Who is this guy?

An extremely brief, hopelessly incomplete and insufficiently witty autobiography

I was born in NYC to Russian immigrant parents–my father screamed “I have an American!” in the hospital immediately thereafter. During an idyllic Lego-filled childhood I discovered philosophy by bugging my religion teacher about God’s corporeality. When I was 9 my parents and I moved to Wisconsin, and when I was 10 I started programming my sister’s old 286 in BASIC. My interest in computers led to the ruination of several household machines but eventually I sort of figured it out.

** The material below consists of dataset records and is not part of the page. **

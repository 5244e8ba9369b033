//! Session store trait
//!
//! The `SessionStore` trait abstracts the persisted, observable holder of the
//! authenticated user's identity. Implementations must expose snapshot reads
//! and change observation as separate accessors: answering "is someone signed
//! in right now" by subscribing and waiting for a notification can block
//! forever on an empty store and races with concurrent writes.

use async_trait::async_trait;
use futures::stream::BoxStream;

use crate::{Result, types::UserId};

/// Type alias for identity observation streams
pub type IdentityStream<'a> = BoxStream<'a, Option<UserId>>;

/// Persisted, observable holder of one optional user identity.
///
/// Implementations:
/// - `FileSessionStore`: JSON document on disk (carbontrace-session)
///
/// At most one identity is stored at a time (last write wins); absence means
/// "not authenticated". No other credential material is ever persisted.
#[async_trait]
pub trait SessionStore: Send + Sync {
    /// Snapshot of the currently persisted identity.
    ///
    /// Reflects the latest committed write. An unreadable store reads as
    /// absent (treat as unauthenticated).
    async fn user_id(&self) -> Option<UserId>;

    /// Live stream of the identity: the current value immediately, then a
    /// re-emission on every change. Never terminates on its own; the
    /// subscriber drops the stream to cancel.
    fn observe(&self) -> IdentityStream<'_>;

    /// Persist `id`, replacing any prior value, and notify observers once.
    ///
    /// # Errors
    /// - `Error::Io` / `Error::SessionStore` if the write cannot be made
    ///   durable; fatal for the enclosing operation.
    async fn set_user_id(&self, id: UserId) -> Result<()>;

    /// Remove the stored identity and notify observers once with absent.
    ///
    /// # Errors
    /// - `Error::Io` / `Error::SessionStore` if the removal cannot be made
    ///   durable; fatal for the enclosing operation.
    async fn clear(&self) -> Result<()>;

    /// True iff an identity is currently present.
    ///
    /// This is a direct snapshot read; it must never await a future
    /// notification.
    fn is_authenticated(&self) -> bool;
}
//! Endpoint path constants for the emissions service API
//!
//! Paths are opaque constants composed onto the configured base URL.

pub const SIGN_UP: &str = "/v1/auth/signup";
pub const SIGN_IN: &str = "/v1/auth/signin";
pub const GET_ME: &str = "/v1/users/me";
pub const ACTIVITIES: &str = "/v1/activities";
pub const ANALYTICS_KPIS: &str = "/v1/analytics/kpis";
pub const ANALYTICS_TREND: &str = "/v1/analytics/trend";
pub const ANALYTICS_SUMMARY: &str = "/v1/analytics/summary";
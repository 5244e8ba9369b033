//! File-backed session persistence for CarbonTrace
//!
//! This crate implements the `SessionStore` trait from `carbontrace-core`:
//! one JSON document on disk, replaced atomically on every write, mirrored in
//! an in-process watch cell for snapshot reads and change notification.

pub mod file_store;

pub use file_store::FileSessionStore;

After high school in Wisconsin I went to the University of Michigan, where I studied philosophy and computer science.  In my senior year I first became interested in normative theories of decision making. It was a very short jump from normative theories to descriptive theories (inspired by Quine’s naturalized epistemology, I reasoned that you needed the descriptive to get to the normative), and I was drawn to behavioral economics and began doing research for a professor in the psychology department, Stephen Kaplan. After a few years working as a programmer I applied to graduate school to study this field, and ended up going to Carnegie Mellon University to study Behavioral Decision Making. This proved to be a great decision, as lots of organizations have become increasingly interested in using behavioral insights to improve their outcomes. I also happened to meet my lovely and talented wife in Pittsburgh.

Six years and many failed (and a few successful) studies later, I decided to abandon the slow pace of academia to work on technology again. I had actually kept a foot in the business world; in my fourth year, I cofounded a data analytics consulting firm, Farsite, with a friend from college. This experience helped me apply for jobs and after one unsuccessful interview, I interviewed again and received an offer to join Facebook as a quant analyst in risk management. I joined in November of 2010, and fluid as startups are, I eventually joined Finance and got to work on many interesting data problems across much of operations: risk management, ads, customer service, small business support. After about 14 months (and enough free evenings to finish my PhD thesis) there I really craved to work on something more directly behavioral again, so I interviewed for a job at Google as Quantitative User Experience Researcher and was accepted. I moved to Boston. I worked on social research within Google+ for a while, and then doing data analysis for several of Google’s K-12 education projects. Following an exciting opportunity, I became a product manager at Airbnb in San Francisco. I was the product manager first for search ranking and then mobile search for a while. Since early 2016 I’ve been the product manager for pricing modeling.